I think the best way to address sepsis conditions is to PREVENT IT! We as healthcare providers take many precautions for our patients, but we can take it to another level with sepsis prevention protocols. Mortality is HIGH in sepsis conditions, from 30%-60%, so prevention is crucial and can save lives. In researching sepsis prevention, I found the following points and interventions:

  • Hand Hygiene and aseptic technique as per protocol
  • Avoid trauma to mucosal surfaces that can be colonized by bacteria
  • Use Prophylactic topicals and sprays to prevent nosocomial infections
  • Attention to DVT
  • Note: Protective environments for patients at risk have not been considered successful because most infections have endogenous origins.
  • Prevention of ventilator-associated pneumonia:
    • Use sedation vacations and bundle protocols:
      • Elevate HOB
      • Peptic ulcer prophylaxis
      • Preventing oral-tracheal contamination
      • Use of continuous-suctioning endotracheal tube
      • Perform oral care every 2 hours
    • Prevention of venous catheter-related bloodstream infections (Central Line Bundle):
      • Use maximum barrier insertion precautions and daily review of line necessity/removal
    • Surgical site care:
      • Pts with surgical site infections are 60% more likely to be in ICU, spend 7+ more days in hospital and 2x mortality rate; avoid shaving and give prophylactic antibiotics 1 hr prior to procedures. Maintain aseptic technique when changing dressings; pay close attention to normothermia and blood glucose control.
    • Prevent UTIs:
      • 25%-40% of UTis occur in pts with foley > 7 days;
      • Maintain aseptic technique, dependent drainage, minimize manipulation of drainage system.

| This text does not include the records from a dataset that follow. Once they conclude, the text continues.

//! Synchronous line logger
//!
//! - Explicit severity levels
//! - One log line = one event
//! - Synchronous, no buffering

use std::fmt;
use std::io::{self, Write};

/// Log severity levels
#[derive(Debug, Clone, Copy, PartialEq, Eq, PartialOrd, Ord)]
pub enum Severity {
    /// Normal operations
    Info = 0,
    /// Recoverable issues
    Warn = 1,
    /// Operation failures
    Error = 2,
}

impl Severity {
    /// Returns the string representation
    pub fn as_str(&self) -> &'static str {
        match self {
            Severity::Info => "INFO",
            Severity::Warn => "WARN",
            Severity::Error => "ERROR",
        }
    }
}

impl fmt::Display for Severity {
    fn fmt(&self, f: &mut fmt::Formatter<'_>) -> fmt::Result {
        write!(f, "{}", self.as_str())
    }
}

/// A logger that writes severity-tagged lines
pub struct Logger;

impl Logger {
    /// Log a line to stdout
    pub fn log(severity: Severity, line: &str) {
        Self::log_to_writer(severity, line, &mut io::stdout());
    }

    /// Log a line to stderr (for errors)
    pub fn log_stderr(severity: Severity, line: &str) {
        Self::log_to_writer(severity, line, &mut io::stderr());
    }

    fn log_to_writer<W: Write>(severity: Severity, line: &str, writer: &mut W) {
        // One write, flushed: lines from concurrent requests stay whole
        let _ = writeln!(writer, "[{severity}] {line}");
        let _ = writer.flush();
    }
}

#[cfg(test)]
mod tests {
    use super::*;

    #[test]
    fn test_severity_ordering() {
        assert!(Severity::Info < Severity::Warn);
        assert!(Severity::Warn < Severity::Error);
    }

    #[test]
    fn test_severity_strings() {
        assert_eq!(Severity::Info.as_str(), "INFO");
        assert_eq!(Severity::Warn.as_str(), "WARN");
        assert_eq!(Severity::Error.as_str(), "ERROR");
    }

    #[test]
    fn test_log_line_format() {
        let mut buf = Vec::new();
        Logger::log_to_writer(Severity::Error, "Error! {\"errorCode\":500}", &mut buf);
        let line = String::from_utf8(buf).unwrap();
        assert_eq!(line, "[ERROR] Error! {\"errorCode\":500}\n");
    }
}
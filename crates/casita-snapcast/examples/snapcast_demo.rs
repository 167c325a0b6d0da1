//! Snapcast Platform Example
//!
//! Demonstrates the media player adapters against the in-memory server:
//! 1. One-shot platform setup with services registered up front
//! 2. Group and client entities reading live server state
//! 3. Regrouping clients through the join / unjoin services
//! 4. Refresh requests flowing after writes

use std::sync::Arc;

use casita_core::{Platform, ServiceCall};
use casita_snapcast::control::GroupHandle;
use casita_snapcast::testing::{FakeConnector, FakeServer};
use casita_snapcast::{
    setup_platform, SnapcastConfig, ATTR_LATENCY, ATTR_MASTER, SERVICE_JOIN, SERVICE_SET_LATENCY,
};

#[tokio::main]
async fn main() -> Result<(), Box<dyn std::error::Error>> {
    tracing_subscriber::fmt()
        .with_env_filter(
            tracing_subscriber::EnvFilter::try_from_default_env()
                .unwrap_or_else(|_| "info".into()),
        )
        .init();

    println!("=== Casita Snapcast Demo ===\n");

    let server = FakeServer::new()
        .with_stream("spotify", "Spotify")
        .with_stream("radio", "Radio")
        .with_group("g1", "Living Room", "spotify")
        .with_group("g2", "Bedroom", "radio")
        .with_client("g1", "c1", "Living Room Speaker")
        .with_client("g2", "c2", "Bedroom Speaker");

    let platform = Arc::new(Platform::new("media_player"));
    let mut refreshes = platform.subscribe_refresh();

    // === Example 1: Platform setup ===
    println!("--- Example 1: Platform setup ---");
    setup_platform(
        &platform,
        Arc::new(FakeConnector::ok(&server)),
        SnapcastConfig::new("demo-host"),
    )
    .await?;

    let mut ids = platform.entity_ids();
    ids.sort();
    for id in &ids {
        let entity = platform.entity(id).unwrap();
        println!(
            "entity {id}: state={:?} attrs={}",
            entity.state(),
            serde_json::Value::Object(entity.attributes())
        );
    }
    println!();

    // === Example 2: Regrouping ===
    println!("--- Example 2: Join bedroom speaker to living room ---");
    platform
        .call_service(
            ServiceCall::new(SERVICE_JOIN, "snapcast_client_demo-host:1705_c2")
                .with_arg(ATTR_MASTER, "snapcast_client_demo-host:1705_c1"),
        )
        .await?;
    println!("group g1 now has clients: {:?}\n", server.group("g1").clients());

    // === Example 3: Latency write with refresh ===
    println!("--- Example 3: Set latency ---");
    platform
        .call_service(
            ServiceCall::new(SERVICE_SET_LATENCY, "snapcast_client_demo-host:1705_c1")
                .with_arg(ATTR_LATENCY, 30),
        )
        .await?;
    while let Some(id) = refreshes.try_recv() {
        println!("refresh requested for {id}");
    }

    println!("\nDone.");
    Ok(())
}
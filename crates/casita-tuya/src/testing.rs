//! In-memory cloud manager for tests and demos.
//!
//! The fake records every command batch instead of talking to the
//! cloud. It never mutates device status on its own; tests model cloud
//! pushes by calling [`TuyaDevice::set_status`] directly.

use std::sync::atomic::{AtomicBool, Ordering};
use std::sync::Arc;

use async_trait::async_trait;
use dashmap::DashMap;
use parking_lot::Mutex;

use crate::cloud::{DeviceManager, DpCommand, TuyaDevice};
use crate::dp::{DpCode, DpType};
use crate::error::TuyaError;

/// Cloud manager backed by an in-memory device table.
pub struct FakeDeviceManager {
    devices: DashMap<String, Arc<TuyaDevice>>,
    sent: Mutex<Vec<(String, Vec<DpCommand>)>>,
    fail: AtomicBool,
}

impl FakeDeviceManager {
    pub fn new() -> Self {
        Self {
            devices: DashMap::new(),
            sent: Mutex::new(Vec::new()),
            fail: AtomicBool::new(false),
        }
    }

    /// Add a device to the account.
    pub fn insert(&self, device: TuyaDevice) -> Arc<TuyaDevice> {
        let device = Arc::new(device);
        self.devices.insert(device.id.clone(), device.clone());
        device
    }

    /// Every command batch sent so far, oldest first.
    pub fn sent_commands(&self) -> Vec<(String, Vec<DpCommand>)> {
        self.sent.lock().clone()
    }

    /// The most recent command batch.
    pub fn last_sent(&self) -> Option<(String, Vec<DpCommand>)> {
        self.sent.lock().last().cloned()
    }

    /// Make every subsequent send fail with a request error.
    pub fn set_fail(&self, fail: bool) {
        self.fail.store(fail, Ordering::SeqCst);
    }
}

impl Default for FakeDeviceManager {
    fn default() -> Self {
        Self::new()
    }
}

#[async_trait]
impl DeviceManager for FakeDeviceManager {
    fn device_ids(&self) -> Vec<String> {
        self.devices.iter().map(|d| d.key().clone()).collect()
    }

    fn device(&self, device_id: &str) -> Option<Arc<TuyaDevice>> {
        self.devices.get(device_id).map(|d| d.value().clone())
    }

    async fn send_commands(
        &self,
        device_id: &str,
        commands: Vec<DpCommand>,
    ) -> Result<(), TuyaError> {
        if self.fail.load(Ordering::SeqCst) {
            return Err(TuyaError::Request("injected failure".to_string()));
        }
        if !self.devices.contains_key(device_id) {
            return Err(TuyaError::DeviceNotFound(device_id.to_string()));
        }
        self.sent.lock().push((device_id.to_string(), commands));
        Ok(())
    }
}

/// A tracker device with the full capability set, reporting standby at
/// 75% battery.
pub fn demo_tracker(id: &str, name: &str) -> TuyaDevice {
    TuyaDevice::new(id, name, "tracker", "demo-tracker")
        .with_function(DpCode::Power, DpType::Boolean, "")
        .with_function(DpCode::PowerGo, DpType::Boolean, "")
        .with_function(DpCode::Pause, DpType::Boolean, "")
        .with_function(DpCode::SwitchCharge, DpType::Boolean, "")
        .with_function(
            DpCode::Trmode,
            DpType::Enum,
            r#"{"range":["normal","eco","precise"]}"#,
        )
        .with_status_range(DpCode::Finddev, DpType::Boolean, "")
        .with_status_range(
            DpCode::Status,
            DpType::Enum,
            r#"{"range":["standby","sleep","tracking","finding","charging","charge_done","goto_charge","malfunction"]}"#,
        )
        .with_status_range(
            DpCode::ElectricityLeft,
            DpType::Integer,
            r#"{"min":0,"max":100,"scale":0,"step":1,"unit":"%"}"#,
        )
        .with_status(DpCode::Status, "standby")
        .with_status(DpCode::ElectricityLeft, 75)
}
//! Platform: the registry one integration populates with entities and
//! entity services.
//!
//! A platform owns the entity map, the registered service handlers, the
//! refresh channel adapters use to ask for a state re-read, and the
//! dispatcher discovery bridges send their signals on.

use std::future::Future;
use std::sync::Arc;

use dashmap::DashMap;
use futures::future::BoxFuture;
use serde::{Deserialize, Serialize};
use tokio::sync::broadcast;

use crate::dispatcher::{Dispatcher, SharedDispatcher, SignalPayload};
use crate::entity::{EntityId, SharedEntity};
use crate::error::{HubError, Result};
use crate::service::{ServiceCall, ServiceSchema};
use crate::store::DataStore;

/// Signal sent after entities were added to a platform. The payload is
/// the batch of new unique ids.
pub const SIGNAL_ENTITY_ADDED: &str = "entity_added";

/// Capacity of the refresh request channel.
pub const REFRESH_CHANNEL_CAPACITY: usize = 256;

/// When an adapter re-reads vendor state.
#[derive(Debug, Clone, Copy, PartialEq, Eq, Serialize, Deserialize)]
#[serde(rename_all = "snake_case")]
pub enum RefreshPolicy {
    /// Request a refresh after every successful write.
    OnWrite,
    /// Rely on vendor push updates only.
    PushOnly,
}

impl RefreshPolicy {
    /// Whether writes should be followed by a refresh request.
    pub fn on_write(&self) -> bool {
        matches!(self, RefreshPolicy::OnWrite)
    }
}

/// Handle adapters use to request a state re-read for one entity.
///
/// Requests are broadcast; whoever drives the platform (a poll loop, a
/// state publisher) subscribes and re-reads the named entity. Sending
/// never blocks and never touches vendor objects.
#[derive(Clone)]
pub struct RefreshHandle {
    tx: broadcast::Sender<EntityId>,
}

impl RefreshHandle {
    /// Standalone handle with its own channel.
    ///
    /// Platforms hand out their own handle through
    /// [`Platform::refresh_handle`]; this constructor exists for code
    /// that wires adapters without a platform.
    pub fn new() -> Self {
        Self {
            tx: broadcast::channel(REFRESH_CHANNEL_CAPACITY).0,
        }
    }

    /// Ask for a refresh of one entity. Returns `true` if anyone listened.
    pub fn request(&self, id: impl Into<EntityId>) -> bool {
        self.tx.send(id.into()).is_ok()
    }

    /// Subscribe to refresh requests.
    pub fn subscribe(&self) -> RefreshRequests {
        RefreshRequests {
            rx: self.tx.subscribe(),
        }
    }
}

impl Default for RefreshHandle {
    fn default() -> Self {
        Self::new()
    }
}

/// Stream of refresh requests.
pub struct RefreshRequests {
    rx: broadcast::Receiver<EntityId>,
}

impl RefreshRequests {
    /// Receive the next request.
    ///
    /// Returns `None` if the platform is gone.
    pub async fn recv(&mut self) -> Option<EntityId> {
        loop {
            match self.rx.recv().await {
                Ok(id) => return Some(id),
                Err(broadcast::error::RecvError::Lagged(_)) => {
                    // Missed some requests, newer ones still arrive
                    continue;
                }
                Err(broadcast::error::RecvError::Closed) => return None,
            }
        }
    }

    /// Try to receive a request without blocking.
    pub fn try_recv(&mut self) -> Option<EntityId> {
        self.rx.try_recv().ok()
    }
}

/// Boxed async service handler.
pub type ServiceHandler = Arc<dyn Fn(ServiceCall) -> BoxFuture<'static, Result<()>> + Send + Sync>;

struct RegisteredService {
    schema: ServiceSchema,
    handler: ServiceHandler,
}

/// Entity registry for one integration.
pub struct Platform {
    name: String,
    entities: DashMap<String, SharedEntity>,
    services: DashMap<String, RegisteredService>,
    refresh: RefreshHandle,
    dispatcher: SharedDispatcher,
    data: DataStore,
}

impl Platform {
    /// Create an empty platform.
    pub fn new(name: impl Into<String>) -> Self {
        let name = name.into();
        Self {
            dispatcher: Arc::new(Dispatcher::with_name(name.clone())),
            name,
            entities: DashMap::new(),
            services: DashMap::new(),
            refresh: RefreshHandle::new(),
            data: DataStore::new(),
        }
    }

    /// Platform name.
    pub fn name(&self) -> &str {
        &self.name
    }

    /// Dispatcher shared with this platform's bridges.
    pub fn dispatcher(&self) -> SharedDispatcher {
        self.dispatcher.clone()
    }

    /// Runtime data store shared with this platform's setup code.
    pub fn data(&self) -> &DataStore {
        &self.data
    }

    /// Handle for requesting entity refreshes.
    pub fn refresh_handle(&self) -> RefreshHandle {
        self.refresh.clone()
    }

    /// Subscribe to refresh requests.
    pub fn subscribe_refresh(&self) -> RefreshRequests {
        self.refresh.subscribe()
    }

    /// Register a batch of entities.
    ///
    /// Each entity gets its `added_to_hub` hook before it becomes
    /// visible, then one `entity_added` signal carries the whole batch.
    pub async fn add_entities(&self, entities: Vec<SharedEntity>) {
        if entities.is_empty() {
            return;
        }

        let mut ids = Vec::with_capacity(entities.len());
        for entity in entities {
            entity.added_to_hub().await;
            let id = entity.unique_id().to_string();
            tracing::debug!(platform = %self.name, entity = %id, "entity added");
            if self.entities.insert(id.clone(), entity).is_some() {
                tracing::warn!(platform = %self.name, entity = %id, "entity replaced");
            }
            ids.push(id);
        }

        tracing::info!(platform = %self.name, count = ids.len(), "entities registered");
        self.dispatcher
            .send_from(SIGNAL_ENTITY_ADDED, SignalPayload::Ids(ids), &self.name)
            .await;
    }

    /// Remove one entity and run its `removed_from_hub` hook.
    pub async fn remove_entity(&self, unique_id: &str) -> Result<()> {
        let (_, entity) = self
            .entities
            .remove(unique_id)
            .ok_or_else(|| HubError::EntityNotFound(unique_id.to_string()))?;
        entity.removed_from_hub().await;
        tracing::debug!(platform = %self.name, entity = %unique_id, "entity removed");
        Ok(())
    }

    /// Look up an entity by unique id.
    pub fn entity(&self, unique_id: &str) -> Option<SharedEntity> {
        self.entities.get(unique_id).map(|e| e.value().clone())
    }

    /// Unique ids of all registered entities.
    pub fn entity_ids(&self) -> Vec<String> {
        self.entities.iter().map(|e| e.key().clone()).collect()
    }

    /// Number of registered entities.
    pub fn entity_count(&self) -> usize {
        self.entities.len()
    }

    /// Register a named entity service with its argument schema.
    pub fn register_entity_service<F, Fut>(
        &self,
        name: impl Into<String>,
        schema: ServiceSchema,
        handler: F,
    ) where
        F: Fn(ServiceCall) -> Fut + Send + Sync + 'static,
        Fut: Future<Output = Result<()>> + Send + 'static,
    {
        let name = name.into();
        tracing::debug!(platform = %self.name, service = %name, "service registered");
        self.services.insert(
            name,
            RegisteredService {
                schema,
                handler: Arc::new(move |call| Box::pin(handler(call))),
            },
        );
    }

    /// Whether a service is registered.
    pub fn has_service(&self, name: &str) -> bool {
        self.services.contains_key(name)
    }

    /// Names of all registered services.
    pub fn service_names(&self) -> Vec<String> {
        self.services.iter().map(|s| s.key().clone()).collect()
    }

    /// Validate and dispatch one service call.
    pub async fn call_service(&self, call: ServiceCall) -> Result<()> {
        let handler = {
            let service = self
                .services
                .get(&call.service)
                .ok_or_else(|| HubError::ServiceNotFound(call.service.clone()))?;
            service.schema.validate(&call.args)?;
            service.handler.clone()
        };
        handler(call).await
    }
}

It is interesting to note that there is contradicting information regarding patient isolation and if it is beneficial to patients, as most infections are considered to have endogenous origins.

I remember a senior last year whose project included tallying healthcare workers as they entered/existed a patient’s room to see if they performed proper hand hygiene. The fact that she observed any percentage of non-compliance shows that the simplest preventions can be overlooked. If a nurse cannot remember protocols, a flow-chart or check list should be followed. Additionally, printed “bundle” protocols can usually be found in every facility.